I risultati vengono appesi su un cartellone in classe e ogni studente ha la possibilità di scegliere uno tra gli strumenti indicati (canzoni, mappe, riassunti, presentazioni video) per prepararsi alle valutazioni orali.
Medie
Una studentessa di seconda media oppone una strenua resistenza all’uso delle mappe concettuali in classe.
Dice che si vergogna; se i compagni vedranno che le usa la prenderanno in giro e lei non vorrà più andare a scuola. La tutor decide di contattare la coordinatrice di classe ed esporre a lei il problema.
Insieme l’insegnante e la tutor elaborano una soluzione: durante le verifiche, scritte e orali, sarà messo a disposizione di tutta la classe un faldone contenente le mappe concettuali elaborate insieme, e chiunque di volta in volta potrà alzarsi e consultarle.
Superiori
Uno studente di primo superiore, arrivato tardi alla diagnosi dopo un percorso diagnostico complicato, non accetta di utilizzare le mappe e gli altri strumenti perché “sente di potercela fare da solo”.
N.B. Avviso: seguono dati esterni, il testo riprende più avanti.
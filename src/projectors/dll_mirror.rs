//! Loader DLLs copied next to the game executable
//!
//! BLT-style mod loaders ship a proxy DLL that must sit in the game root,
//! where the virtual filesystem does not reach.

use super::{ModState, Projector};
use crate::error::{IoContext, Result};
use crate::host::{GameDirs, ModHandle};
use std::fs;

/// Proxy DLL names the Diesel games load
pub const LOADER_DLLS: &[&str] = &["IPHLPAPI.dll", "WSOCK32.dll"];

#[derive(Debug, Clone, Copy)]
pub struct DllMirror {
    pub libraries: &'static [&'static str],
}

impl DllMirror {
    pub const fn new(libraries: &'static [&'static str]) -> Self {
        Self { libraries }
    }

    fn is_loader(&self, name: &str) -> bool {
        self.libraries.iter().any(|l| l.eq_ignore_ascii_case(name))
    }
}

impl Projector for DllMirror {
    fn name(&self) -> &'static str {
        "dll-mirror"
    }

    fn project(&self, dirs: &GameDirs, handle: &ModHandle, state: ModState) -> Result<()> {
        let loaders = handle
            .tree
            .children()
            .iter()
            .filter(|e| e.is_file() && self.is_loader(e.name()));

        for entry in loaders {
            let source = handle.path.join(entry.name());
            let target = dirs.game_dir.join(entry.name());
            match state {
                ModState::Active => {
                    fs::copy(&source, &target).at(&source)?;
                    tracing::info!("Copied {} into {}", entry.name(), dirs.game_dir.display());
                }
                ModState::Inactive => {
                    if target.exists() {
                        fs::remove_file(&target).at(&target)?;
                        tracing::info!("Removed {} from {}", entry.name(), dirs.game_dir.display());
                    }
                }
            }
        }
        Ok(())
    }
}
I suoi voti invece calano sempre di più, e i professori, disponibili ma allarmati, dicono che potrebbe rischiare di perdere l’anno. I genitori decidono di contattare la nostra struttura e chiedere un consulto psicologico.
Il ragazzo fa un ciclo di incontri conoscitivi, in seguito al quale viene organizzato un incontro con la psicologa e la coordinatrice di classe con lo scopo di conoscere come il ragazzo è inserito nel gruppo classe e qual è il suo stile relazionale, oltre che le problematiche strettamente legate all’apprendimento.
Emerge che il ragazzo non ha accettato il fatto di avere delle problematiche, cosa che ha reso anche particolarmente difficile il suo accesso alla diagnosi e più ostinata la sua ostilità nei confronti della scuola.
Si decide pertanto di intraprendere un percorso psicologico con l’intento di favorire l’accettazione della diagnosi ed esplorare le problematiche ad essa connesse.
Il ragazzo prosegue tuttora il percorso, e risulta essere più sereno sia con i compagni che rispetto allo studio.
Conclusioni
In questo articolo abbiamo parlato di cosa succede dopo una valutazione e aver ottenuto una certificazione, di quale può essere l’accoglienza dello studente nei confronti del PDP e delle misure compensative e dispensative.
Abbiamo poi affrontato l’importanza del ruolo del tutor e del supporto psicologico nella risoluzione di situazioni problematiche e nel processo di accettazione delle misure previste dal PDP, soffermandoci su come anche il tutor possa essere accolto sfavorevolmente, e su come sia indispensabile a tal proposito accogliere e comprendere i vissuti dello/della studente/ssa.
Infine sono stati fatti tre esempi pratici derivanti la nostra esperienza, esponendo il modo in cui è stata risolta grazie all’intervento della tutor, della psicologa e della mediazione con la scuola.